Mesmo nos períodos de tréguas aparentes e de bajulações recíprocas sobre as virtudes das nossas respostas, talvez fosse bom, ainda assim, não deixar de fazer perguntas, ainda que sem ser exaustivo. As nossas respostas sociais, que pese as melhorias das instalações, têm dezenas de anos no mesmo registo estão pensadas para este tempo e para o futuro? Permito-me sublinhar um aspeto muito concreto: o que distingue uma ‘entrega social de refeições’ de um serviço de ‘take away’, além do preço, quando, por exemplo, se identifica a solidão como um claro risco social? Pessoalmente sinto que Penacova é muito mais longe, nomeadamente, de Coimbra que aquilo que efetivamente é. A lonjura de algures não é apenas, nem sobretudo [hoje], medida metricamente no mapa. Somos seguramente todos capazes de mais. Ainda assim, por vezes bastaria o que se poderia convencionar chamar a ‘tática do Robin dos Bosques’. A saber, estudar como fazem ‘os ricos’ e importar, com
criatividade adaptativa, sem ‘pagar direitos autorais’, para que os ‘pobres’ fiquem menos pobres.

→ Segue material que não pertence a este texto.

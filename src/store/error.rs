use thiserror::Error;

#[derive(Error, Debug)]
pub enum StoreError {
    #[error("Store I/O error: {0}")]
    Io(#[from] std::io::Error),

    #[error("Malformed record: {0}")]
    Serialization(#[from] serde_json::Error),

    #[error("Record not found")]
    NotFound,

    #[error("Duplicate record")]
    Duplicate,

    #[error("Record is missing a string \"id\" field")]
    MissingId,
}
use serde::{Deserialize, Serialize};
use time::OffsetDateTime;

/// In-app notification targeted at a single user.
#[derive(Debug, Clone, PartialEq, Serialize, Deserialize)]
#[serde(rename_all = "camelCase")]
pub struct Notification {
    pub id: String,
    pub user_id: String,
    pub message: String,
    pub read: bool,
    #[serde(with = "time::serde::rfc3339")]
    pub timestamp: OffsetDateTime,
}
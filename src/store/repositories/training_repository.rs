use crate::store::models::Training;
use crate::store::{collections, JsonStore, StoreError};

pub struct TrainingRepository;

impl TrainingRepository {
    pub async fn list(store: &JsonStore) -> Result<Vec<Training>, StoreError> {
        store
            .list(collections::TRAININGS)
            .await?
            .into_iter()
            .map(|record| serde_json::from_value(record).map_err(StoreError::from))
            .collect()
    }

    pub async fn find(store: &JsonStore, id: &str) -> Result<Option<Training>, StoreError> {
        store
            .find(collections::TRAININGS, id)
            .await?
            .map(|record| serde_json::from_value(record).map_err(StoreError::from))
            .transpose()
    }

    pub async fn create(store: &JsonStore, training: &Training) -> Result<(), StoreError> {
        store
            .create(collections::TRAININGS, serde_json::to_value(training)?)
            .await?;
        Ok(())
    }

    pub async fn replace(store: &JsonStore, training: &Training) -> Result<(), StoreError> {
        store
            .replace(collections::TRAININGS, serde_json::to_value(training)?)
            .await?;
        Ok(())
    }

    pub async fn delete(store: &JsonStore, id: &str) -> Result<(), StoreError> {
        store.delete(collections::TRAININGS, id).await
    }

    pub async fn list_for_client(
        store: &JsonStore,
        client_id: &str,
    ) -> Result<Vec<Training>, StoreError> {
        Ok(Self::list(store)
            .await?
            .into_iter()
            .filter(|t| t.client_id == client_id)
            .collect())
    }

    pub async fn list_for_trainer(
        store: &JsonStore,
        trainer_id: &str,
    ) -> Result<Vec<Training>, StoreError> {
        Ok(Self::list(store)
            .await?
            .into_iter()
            .filter(|t| t.trainer_id.as_deref() == Some(trainer_id))
            .collect())
    }
}
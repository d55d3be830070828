mod audit_log_repository;
mod client_repository;
mod notification_repository;
mod trainer_repository;
mod training_repository;
mod user_repository;

pub use audit_log_repository::AuditLogRepository;
pub use client_repository::ClientRepository;
pub use notification_repository::NotificationRepository;
pub use trainer_repository::TrainerRepository;
pub use training_repository::TrainingRepository;
pub use user_repository::UserRepository;
use axum::{
    extract::{Path, State},
    Json,
};
use serde::Deserialize;

use crate::app_state::AppState;
use crate::error::{AppError, AppResult};
use crate::lifecycle::LifecycleEngine;
use crate::middleware::identity::CurrentActor;
use crate::store::models::{AuditLogEntry, Role, Trainer, Training};
use crate::store::repositories::{AuditLogRepository, TrainingRepository};

#[derive(Debug, Deserialize)]
#[serde(rename_all = "camelCase")]
pub struct AssignTrainerRequest {
    pub trainer_id: String,
}

/// Deleting a training is gated on an explicit confirmation, mirroring the
/// blocking yes/no dialog in the administration screen.
#[derive(Debug, Deserialize)]
pub struct DeleteTrainingRequest {
    #[serde(default)]
    pub confirm: bool,
}

pub async fn list_trainings(
    State(state): State<AppState>,
    CurrentActor(actor): CurrentActor,
) -> AppResult<Json<Vec<Training>>> {
    actor.require_role(Role::Admin)?;
    Ok(Json(TrainingRepository::list(&state.store).await?))
}

pub async fn get_training(
    State(state): State<AppState>,
    CurrentActor(actor): CurrentActor,
    Path(id): Path<String>,
) -> AppResult<Json<Training>> {
    actor.require_role(Role::Admin)?;
    let training = TrainingRepository::find(&state.store, &id)
        .await?
        .ok_or_else(|| AppError::NotFound(format!("training {id}")))?;
    Ok(Json(training))
}

pub async fn assign_trainer(
    State(state): State<AppState>,
    CurrentActor(actor): CurrentActor,
    Path(id): Path<String>,
    Json(payload): Json<AssignTrainerRequest>,
) -> AppResult<Json<Training>> {
    actor.require_role(Role::Admin)?;
    let training = LifecycleEngine::new(&state.store)
        .assign_trainer(&actor, &id, &payload.trainer_id)
        .await?;
    Ok(Json(training))
}

pub async fn generate_invoice(
    State(state): State<AppState>,
    CurrentActor(actor): CurrentActor,
    Path(id): Path<String>,
) -> AppResult<Json<Training>> {
    actor.require_role(Role::Admin)?;
    let training = LifecycleEngine::new(&state.store)
        .generate_client_invoice(&actor, &id)
        .await?;
    Ok(Json(training))
}

pub async fn delete_training(
    State(state): State<AppState>,
    CurrentActor(actor): CurrentActor,
    Path(id): Path<String>,
    Json(payload): Json<DeleteTrainingRequest>,
) -> AppResult<Json<serde_json::Value>> {
    actor.require_role(Role::Admin)?;
    LifecycleEngine::new(&state.store)
        .delete_request(&actor, &id, payload.confirm)
        .await?;
    Ok(Json(serde_json::json!({ "deleted": id })))
}

pub async fn eligible_trainers(
    State(state): State<AppState>,
    CurrentActor(actor): CurrentActor,
    Path(id): Path<String>,
) -> AppResult<Json<Vec<Trainer>>> {
    actor.require_role(Role::Admin)?;
    let trainers = LifecycleEngine::new(&state.store)
        .eligible_trainers(&id)
        .await?;
    Ok(Json(trainers))
}

pub async fn audit_logs(
    State(state): State<AppState>,
    CurrentActor(actor): CurrentActor,
) -> AppResult<Json<Vec<AuditLogEntry>>> {
    actor.require_role(Role::Admin)?;
    Ok(Json(AuditLogRepository::list(&state.store).await?))
}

Neste tempo de estranheza entranhada, creio que as respostas se estão a centrar no binómio ‘prevenção-relançamento’. Gostaria de contribuir para a discussão com um terceiro momento possível e com uma precisão semântica relativamente ao último. Não sendo especialista de todo, creio que nenhum caçador caça apenas com espingarda. Carece de cães para que ‘levantem lebres’. Considero que, a par da prevenção, faz falta este instrumento. O risco de muitas lebres ficarem silenciadas, no desconforto da sua moiteira, existe, e é real e concreto. Morrer sozinho e ‘esperar’
para ser encontrado é uma indignidade insultuosa na atualidade. Relativamente à precisão semântica do termo relançamento, penso que importa sublinhar que este não é sinónimo de retorno. Logo, o desafio que se nos depara não é somente regressar à ‘vida anterior’, mas fundamentalmente relançar a vida comunitária para um tempo novo. E novo não é requentado.